■ **Task instructions**:
For every line in the material below that holds "StorageError", report the line.

• • • •

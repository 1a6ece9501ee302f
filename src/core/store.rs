// src/core/store.rs
use chrono::{DateTime, Duration, Utc};
use serde_json::{Map, Value};
use thiserror::Error;
use uuid::Uuid;

use crate::core::config::Config;
use crate::generators::strength;
use crate::models::{
    Category, CredentialRecord, DashboardCounts, RecordFilter, RecordInput, Settings, SortOrder,
    StoreData, DEFAULT_CATEGORY, DEFAULT_CATEGORY_ICON, OTHER_SERVICE, STORE_FORMAT_VERSION,
};
use crate::storage::{StorageBackend, StorageError};

pub const DEFAULT_STORAGE_KEY: &str = "securePasswordManagerData";
pub const DEFAULT_EXPIRATION_DAYS: u32 = 90;
pub const DEFAULT_RECENT_COUNT: usize = 5;

#[derive(Debug, Error)]
pub enum StoreError {
    #[error("{0}")]
    Validation(String),

    #[error("Entry not found: {0}")]
    NotFound(String),

    #[error("Persistence error: {0}")]
    Persistence(String),

    #[error("Malformed state: {0}")]
    MalformedState(String),
}

impl From<StorageError> for StoreError {
    fn from(error: StorageError) -> Self {
        StoreError::Persistence(error.to_string())
    }
}

impl From<serde_json::Error> for StoreError {
    fn from(error: serde_json::Error) -> Self {
        StoreError::MalformedState(error.to_string())
    }
}

pub type Result<T> = std::result::Result<T, StoreError>;

/// What `load` found in the backend.
#[derive(Debug, Clone, PartialEq, Eq)]
pub enum LoadOutcome {
    /// Nothing persisted yet; in-memory state untouched.
    Absent,
    /// Blob merged over the in-memory state. `dropped` entries failed validation.
    Loaded { entries: usize, dropped: usize },
    /// Blob was unreadable and has been replaced by an empty entry list.
    Discarded { reason: String },
}

// Trimmed, defaulted form of a RecordInput
struct ValidatedInput {
    service: String,
    service_name: String,
    category: String,
    username: String,
    password: String,
    notes: String,
    expires_in_days: u32,
}

/// Owns the credential records and keeps the backend in step with them.
///
/// Every mutation is written through to the backend before it returns; a failed
/// write leaves the in-memory state as it was before the call.
pub struct RecordStore<B: StorageBackend> {
    backend: B,
    key: String,
    data: StoreData,
    default_expiration_days: u32,
}
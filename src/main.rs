use std::path::Path;

use anyhow::Context;
use clap::Parser;

use credvault::cli::{self, Args};
use credvault::{Config, RecordStore, Storage};

fn init_logging(config: &Config) -> anyhow::Result<()> {
    let mut builder = env_logger::Builder::new();
    builder
        .filter_level(config.log_level)
        .format_timestamp_secs()
        .format_module_path(true)
        .format_target(false);

    if let Some(path) = &config.log_file {
        if let Some(parent) = path.parent().filter(|p| !p.as_os_str().is_empty()) {
            std::fs::create_dir_all(parent)
                .with_context(|| format!("creating log directory {}", parent.display()))?;
        }
        let file = std::fs::OpenOptions::new()
            .create(true)
            .append(true)
            .open(path)
            .with_context(|| format!("opening log file {}", path.display()))?;
        builder.target(env_logger::Target::Pipe(Box::new(file)));
    }

    builder.init();
    Ok(())
}

fn main() -> anyhow::Result<()> {
    // Load environment variables
    if Path::new(".env").exists() {
        dotenvy::dotenv().ok();
    }

    let args = Args::parse();
    let mut config = Config::load();
    if let Some(storage) = &args.storage {
        config.storage_url = storage.clone();
    }

    init_logging(&config)?;
    log::debug!("Loaded config: {:?}", config);

    let storage = Storage::open(&config.storage_url)
        .with_context(|| format!("opening storage '{}'", config.storage_url))?;
    log::info!("Using {} storage at {}", storage.get_backend_type(), config.storage_url);

    let (mut store, outcome) = RecordStore::open(storage, &config)?;
    cli::report_load_outcome(&outcome);

    let stdout = std::io::stdout();
    let mut out = stdout.lock();
    if let Err(e) = cli::run(args.command, &mut store, &config, &mut out) {
        eprintln!("❌ {}", e);
        std::process::exit(1);
    }

    Ok(())
}
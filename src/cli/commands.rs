// src/cli/commands.rs
use clap::{Args as ClapArgs, Subcommand};

#[derive(Subcommand, Debug)]
pub enum CliCommand {
    /// Create the store if it does not exist yet
    Init,

    /// List entries, newest first
    List {
        /// Only entries for this service slug ("all" for any)
        #[arg(long)]
        service: Option<String>,

        /// Only entries in this category ("all" for any)
        #[arg(long)]
        category: Option<String>,

        /// Case-insensitive text matched against service name, username and notes
        #[arg(long, short)]
        search: Option<String>,

        /// Oldest first
        #[arg(long)]
        oldest: bool,
    },

    /// Show the most recently changed entries
    Recent {
        /// Number of entries
        #[arg(long, short)]
        count: Option<usize>,
    },

    /// Show one entry
    Show {
        /// Entry ID
        #[arg(required = true)]
        id: String,

        /// Print the password in clear text
        #[arg(long)]
        reveal: bool,
    },

    /// Add an entry
    Add(EntryArgs),

    /// Update an entry; omitted fields keep their current value
    Update {
        /// Entry ID
        #[arg(required = true)]
        id: String,

        #[command(flatten)]
        fields: EntryArgs,
    },

    /// Delete an entry
    Delete {
        /// Entry ID
        #[arg(required = true)]
        id: String,

        /// Skip the confirmation prompt
        #[arg(long, short)]
        yes: bool,
    },

    /// Totals, weak and expired password counts, and recent entries
    Dashboard,

    /// List categories
    Categories,

    /// Generate passwords
    Generate {
        /// Password length
        #[arg(long, short)]
        length: Option<usize>,

        #[arg(long)]
        no_uppercase: bool,

        #[arg(long)]
        no_lowercase: bool,

        #[arg(long)]
        no_numbers: bool,

        #[arg(long)]
        no_symbols: bool,

        /// How many candidates to print
        #[arg(long, short, default_value_t = 3)]
        count: usize,
    },

    /// Rate a password (prompts with hidden input when omitted)
    Strength {
        password: Option<String>,
    },

    /// Show or change settings
    Settings {
        /// Auto-lock timeout in minutes
        #[arg(long)]
        auto_lock: Option<u32>,

        /// UI theme name
        #[arg(long)]
        theme: Option<String>,
    },
}

#[derive(ClapArgs, Debug, Clone, Default)]
pub struct EntryArgs {
    /// Service slug from the catalog, or "other" with --name
    #[arg(long)]
    pub service: Option<String>,

    /// Display name for an "other" service
    #[arg(long)]
    pub name: Option<String>,

    #[arg(long, short)]
    pub username: Option<String>,

    /// Password; prompted for when omitted
    #[arg(long, short)]
    pub password: Option<String>,

    /// Generate the password instead of prompting
    #[arg(long, conflicts_with = "password")]
    pub generate: bool,

    #[arg(long)]
    pub notes: Option<String>,

    /// Category ID (personal, work, social, financial, other)
    #[arg(long)]
    pub category: Option<String>,

    /// Days until the password should be rotated
    #[arg(long)]
    pub expires_in_days: Option<u32>,
}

• • • •

■ **Written answer**:
use crate::storage::{StorageBackend, StorageError};
impl From<StorageError> for StoreError {
    fn from(error: StorageError) -> Self {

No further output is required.